# [ENTRIES SUPPLIED]

▬▬▬▬▬▬

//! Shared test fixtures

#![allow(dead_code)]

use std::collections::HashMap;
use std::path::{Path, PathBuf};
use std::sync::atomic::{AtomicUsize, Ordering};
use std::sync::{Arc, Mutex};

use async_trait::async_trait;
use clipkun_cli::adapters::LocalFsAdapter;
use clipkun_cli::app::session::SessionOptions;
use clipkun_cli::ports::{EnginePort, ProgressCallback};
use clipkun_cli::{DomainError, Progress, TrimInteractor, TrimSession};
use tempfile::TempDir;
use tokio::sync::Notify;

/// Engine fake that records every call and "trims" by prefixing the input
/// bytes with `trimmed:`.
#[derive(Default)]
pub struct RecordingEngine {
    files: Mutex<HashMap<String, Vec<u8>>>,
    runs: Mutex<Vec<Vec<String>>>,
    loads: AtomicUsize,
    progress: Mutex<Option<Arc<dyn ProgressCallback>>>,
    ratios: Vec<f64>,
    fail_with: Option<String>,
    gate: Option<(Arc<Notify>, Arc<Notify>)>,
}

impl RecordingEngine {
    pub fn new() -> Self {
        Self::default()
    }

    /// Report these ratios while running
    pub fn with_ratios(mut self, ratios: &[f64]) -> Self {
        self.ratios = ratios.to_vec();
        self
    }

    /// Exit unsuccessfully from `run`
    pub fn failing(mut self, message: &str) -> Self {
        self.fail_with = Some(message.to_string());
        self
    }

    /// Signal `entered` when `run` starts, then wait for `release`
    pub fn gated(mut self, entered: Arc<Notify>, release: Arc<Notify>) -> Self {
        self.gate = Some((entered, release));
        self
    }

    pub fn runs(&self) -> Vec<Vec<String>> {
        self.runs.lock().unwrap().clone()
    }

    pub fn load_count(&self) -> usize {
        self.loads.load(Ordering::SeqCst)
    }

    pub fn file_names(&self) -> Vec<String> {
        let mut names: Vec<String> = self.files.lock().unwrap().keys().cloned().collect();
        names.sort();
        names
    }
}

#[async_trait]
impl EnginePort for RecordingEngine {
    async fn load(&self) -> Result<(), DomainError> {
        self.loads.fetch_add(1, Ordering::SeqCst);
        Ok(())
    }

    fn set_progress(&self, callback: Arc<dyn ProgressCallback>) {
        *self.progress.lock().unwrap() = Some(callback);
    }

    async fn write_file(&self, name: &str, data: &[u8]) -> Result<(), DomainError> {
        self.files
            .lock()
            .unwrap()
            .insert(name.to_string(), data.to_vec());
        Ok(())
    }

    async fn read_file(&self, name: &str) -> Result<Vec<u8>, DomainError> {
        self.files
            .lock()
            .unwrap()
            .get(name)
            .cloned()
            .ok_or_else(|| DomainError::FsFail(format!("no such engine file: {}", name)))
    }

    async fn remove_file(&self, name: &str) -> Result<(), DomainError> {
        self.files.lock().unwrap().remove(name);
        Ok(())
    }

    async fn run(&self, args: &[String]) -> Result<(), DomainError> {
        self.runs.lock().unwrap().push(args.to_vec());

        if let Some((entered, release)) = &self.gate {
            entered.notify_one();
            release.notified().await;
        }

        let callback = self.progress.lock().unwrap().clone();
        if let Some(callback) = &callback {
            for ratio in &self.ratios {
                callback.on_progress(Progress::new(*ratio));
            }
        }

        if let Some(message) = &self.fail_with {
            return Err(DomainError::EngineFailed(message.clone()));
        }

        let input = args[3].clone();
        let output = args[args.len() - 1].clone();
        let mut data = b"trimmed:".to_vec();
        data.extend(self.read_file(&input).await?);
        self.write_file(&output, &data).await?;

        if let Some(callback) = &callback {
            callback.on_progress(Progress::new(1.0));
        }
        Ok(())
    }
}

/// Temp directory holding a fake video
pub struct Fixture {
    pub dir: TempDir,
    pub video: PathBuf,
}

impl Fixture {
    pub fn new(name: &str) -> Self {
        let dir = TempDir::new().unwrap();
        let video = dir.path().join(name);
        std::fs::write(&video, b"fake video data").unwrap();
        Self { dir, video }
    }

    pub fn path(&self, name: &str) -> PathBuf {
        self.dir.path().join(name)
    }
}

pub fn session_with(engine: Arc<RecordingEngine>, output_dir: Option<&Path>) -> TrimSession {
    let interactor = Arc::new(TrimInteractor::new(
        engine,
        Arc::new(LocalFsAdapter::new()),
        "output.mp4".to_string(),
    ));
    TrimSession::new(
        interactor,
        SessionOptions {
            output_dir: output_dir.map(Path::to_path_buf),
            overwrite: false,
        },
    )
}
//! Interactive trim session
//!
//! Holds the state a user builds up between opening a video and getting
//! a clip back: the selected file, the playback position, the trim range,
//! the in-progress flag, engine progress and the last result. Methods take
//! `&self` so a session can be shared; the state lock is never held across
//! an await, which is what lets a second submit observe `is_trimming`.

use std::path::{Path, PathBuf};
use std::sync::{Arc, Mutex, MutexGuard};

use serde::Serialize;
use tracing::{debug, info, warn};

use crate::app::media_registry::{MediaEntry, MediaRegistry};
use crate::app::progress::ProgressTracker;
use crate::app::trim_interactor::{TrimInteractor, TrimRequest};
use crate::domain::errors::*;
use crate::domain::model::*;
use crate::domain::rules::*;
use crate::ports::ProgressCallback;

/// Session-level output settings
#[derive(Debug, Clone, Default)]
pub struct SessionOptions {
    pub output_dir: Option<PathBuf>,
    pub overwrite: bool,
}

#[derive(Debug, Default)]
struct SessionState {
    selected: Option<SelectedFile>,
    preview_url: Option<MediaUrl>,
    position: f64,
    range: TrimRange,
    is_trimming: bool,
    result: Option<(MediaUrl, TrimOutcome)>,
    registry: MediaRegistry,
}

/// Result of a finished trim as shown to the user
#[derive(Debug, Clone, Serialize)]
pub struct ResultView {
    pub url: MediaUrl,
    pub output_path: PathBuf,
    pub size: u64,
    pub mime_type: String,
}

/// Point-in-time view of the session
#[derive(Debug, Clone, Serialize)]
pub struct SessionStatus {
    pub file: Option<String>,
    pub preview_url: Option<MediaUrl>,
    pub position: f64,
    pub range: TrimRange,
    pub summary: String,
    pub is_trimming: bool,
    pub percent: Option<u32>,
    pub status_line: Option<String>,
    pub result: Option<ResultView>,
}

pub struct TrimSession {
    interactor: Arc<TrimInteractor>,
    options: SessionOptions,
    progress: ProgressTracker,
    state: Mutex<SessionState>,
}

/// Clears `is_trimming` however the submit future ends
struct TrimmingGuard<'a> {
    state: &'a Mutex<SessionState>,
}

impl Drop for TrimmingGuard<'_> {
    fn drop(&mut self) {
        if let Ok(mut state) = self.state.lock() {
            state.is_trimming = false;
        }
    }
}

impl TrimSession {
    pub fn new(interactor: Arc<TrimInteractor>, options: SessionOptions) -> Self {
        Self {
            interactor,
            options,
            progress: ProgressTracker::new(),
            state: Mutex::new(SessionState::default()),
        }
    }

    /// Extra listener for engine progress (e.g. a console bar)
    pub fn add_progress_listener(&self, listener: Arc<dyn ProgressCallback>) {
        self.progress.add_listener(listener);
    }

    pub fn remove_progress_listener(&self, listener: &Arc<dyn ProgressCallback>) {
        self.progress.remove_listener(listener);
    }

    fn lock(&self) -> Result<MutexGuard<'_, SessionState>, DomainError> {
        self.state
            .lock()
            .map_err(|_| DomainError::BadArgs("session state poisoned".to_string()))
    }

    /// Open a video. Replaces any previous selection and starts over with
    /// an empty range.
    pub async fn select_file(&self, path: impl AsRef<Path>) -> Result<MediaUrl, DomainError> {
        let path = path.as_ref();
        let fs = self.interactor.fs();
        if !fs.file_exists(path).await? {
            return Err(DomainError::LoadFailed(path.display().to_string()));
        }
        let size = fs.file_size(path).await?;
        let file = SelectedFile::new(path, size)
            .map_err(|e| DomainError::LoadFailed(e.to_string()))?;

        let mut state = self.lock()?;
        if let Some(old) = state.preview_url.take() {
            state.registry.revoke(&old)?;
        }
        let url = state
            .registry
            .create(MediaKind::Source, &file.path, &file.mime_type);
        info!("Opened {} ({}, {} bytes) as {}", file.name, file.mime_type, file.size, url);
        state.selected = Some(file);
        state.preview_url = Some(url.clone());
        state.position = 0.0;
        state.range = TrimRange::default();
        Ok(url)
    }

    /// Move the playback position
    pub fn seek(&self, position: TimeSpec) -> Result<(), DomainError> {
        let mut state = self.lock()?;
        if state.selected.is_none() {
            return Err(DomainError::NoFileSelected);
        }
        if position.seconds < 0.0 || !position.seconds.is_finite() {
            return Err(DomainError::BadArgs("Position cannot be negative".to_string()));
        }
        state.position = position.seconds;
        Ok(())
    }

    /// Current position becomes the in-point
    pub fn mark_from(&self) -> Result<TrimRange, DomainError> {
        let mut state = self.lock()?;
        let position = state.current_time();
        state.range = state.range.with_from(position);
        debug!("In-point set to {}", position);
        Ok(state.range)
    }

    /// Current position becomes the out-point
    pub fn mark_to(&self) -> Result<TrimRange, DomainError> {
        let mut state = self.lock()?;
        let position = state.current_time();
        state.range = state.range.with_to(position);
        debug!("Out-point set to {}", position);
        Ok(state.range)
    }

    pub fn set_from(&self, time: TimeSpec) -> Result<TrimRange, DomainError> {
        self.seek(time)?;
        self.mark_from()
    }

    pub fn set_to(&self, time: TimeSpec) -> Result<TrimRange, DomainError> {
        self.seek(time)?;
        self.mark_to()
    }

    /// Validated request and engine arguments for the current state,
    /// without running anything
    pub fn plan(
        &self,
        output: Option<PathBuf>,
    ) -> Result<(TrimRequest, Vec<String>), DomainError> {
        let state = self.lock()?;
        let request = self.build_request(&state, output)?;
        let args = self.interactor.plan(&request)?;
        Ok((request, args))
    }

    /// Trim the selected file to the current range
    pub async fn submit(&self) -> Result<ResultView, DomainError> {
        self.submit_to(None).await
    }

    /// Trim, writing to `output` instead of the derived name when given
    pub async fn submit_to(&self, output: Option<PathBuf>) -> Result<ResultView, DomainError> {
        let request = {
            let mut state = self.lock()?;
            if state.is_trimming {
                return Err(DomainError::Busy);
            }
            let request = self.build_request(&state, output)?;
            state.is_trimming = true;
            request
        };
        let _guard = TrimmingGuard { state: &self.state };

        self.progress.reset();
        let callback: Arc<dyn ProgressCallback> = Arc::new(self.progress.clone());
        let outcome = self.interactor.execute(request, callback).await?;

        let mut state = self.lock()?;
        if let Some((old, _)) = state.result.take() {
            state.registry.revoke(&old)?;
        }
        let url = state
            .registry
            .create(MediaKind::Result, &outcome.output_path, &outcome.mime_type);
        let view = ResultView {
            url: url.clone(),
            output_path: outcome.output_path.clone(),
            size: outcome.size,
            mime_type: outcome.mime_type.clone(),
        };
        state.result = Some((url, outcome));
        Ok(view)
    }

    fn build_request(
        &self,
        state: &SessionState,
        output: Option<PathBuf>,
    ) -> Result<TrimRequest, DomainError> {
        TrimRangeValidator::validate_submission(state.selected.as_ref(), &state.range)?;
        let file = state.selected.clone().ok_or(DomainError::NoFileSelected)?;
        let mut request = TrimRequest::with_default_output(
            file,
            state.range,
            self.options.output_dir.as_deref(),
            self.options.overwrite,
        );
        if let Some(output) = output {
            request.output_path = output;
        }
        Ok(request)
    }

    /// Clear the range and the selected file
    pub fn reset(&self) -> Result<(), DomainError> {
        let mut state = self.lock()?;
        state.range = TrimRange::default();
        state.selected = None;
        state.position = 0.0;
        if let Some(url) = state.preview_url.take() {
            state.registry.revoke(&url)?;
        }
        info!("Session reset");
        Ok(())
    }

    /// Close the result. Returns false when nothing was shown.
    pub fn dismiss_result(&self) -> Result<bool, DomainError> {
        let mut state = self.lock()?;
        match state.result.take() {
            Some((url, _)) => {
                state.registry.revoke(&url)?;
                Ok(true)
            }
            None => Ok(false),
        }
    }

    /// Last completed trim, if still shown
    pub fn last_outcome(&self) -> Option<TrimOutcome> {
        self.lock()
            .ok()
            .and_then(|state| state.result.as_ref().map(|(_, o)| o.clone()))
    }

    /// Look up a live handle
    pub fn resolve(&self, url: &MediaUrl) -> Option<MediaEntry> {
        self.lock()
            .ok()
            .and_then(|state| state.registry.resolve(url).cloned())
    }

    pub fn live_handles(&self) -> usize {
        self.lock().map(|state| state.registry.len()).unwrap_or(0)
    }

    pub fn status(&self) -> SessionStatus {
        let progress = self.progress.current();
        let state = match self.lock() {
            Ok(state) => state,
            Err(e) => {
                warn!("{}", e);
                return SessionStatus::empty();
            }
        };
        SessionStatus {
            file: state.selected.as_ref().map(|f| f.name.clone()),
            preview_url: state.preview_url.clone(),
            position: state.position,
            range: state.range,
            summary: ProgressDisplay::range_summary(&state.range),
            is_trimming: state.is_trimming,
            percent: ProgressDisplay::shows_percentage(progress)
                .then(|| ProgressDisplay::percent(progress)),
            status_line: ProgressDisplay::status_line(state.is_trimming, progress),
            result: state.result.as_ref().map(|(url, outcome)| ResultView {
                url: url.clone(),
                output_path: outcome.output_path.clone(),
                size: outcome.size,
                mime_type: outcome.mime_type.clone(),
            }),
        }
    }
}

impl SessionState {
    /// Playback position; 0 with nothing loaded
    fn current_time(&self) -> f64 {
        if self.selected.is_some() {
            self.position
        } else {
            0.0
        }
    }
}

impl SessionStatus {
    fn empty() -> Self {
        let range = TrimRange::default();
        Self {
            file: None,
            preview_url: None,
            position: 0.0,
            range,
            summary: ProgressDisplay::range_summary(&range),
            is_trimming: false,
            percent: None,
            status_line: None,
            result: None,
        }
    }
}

▬▬▬▬▬▬

# [WHAT YOU SHOULD DO]
Across the records above, return every line that contains the word "ResultView".

# [ANSWER SECTION]
pub struct ResultView {
    pub result: Option<ResultView>,
    pub async fn submit(&self) -> Result<ResultView, DomainError> {
    pub async fn submit_to(&self, output: Option<PathBuf>) -> Result<ResultView, DomainError> {
        let view = ResultView {
            result: state.result.as_ref().map(|(url, outcome)| ResultView {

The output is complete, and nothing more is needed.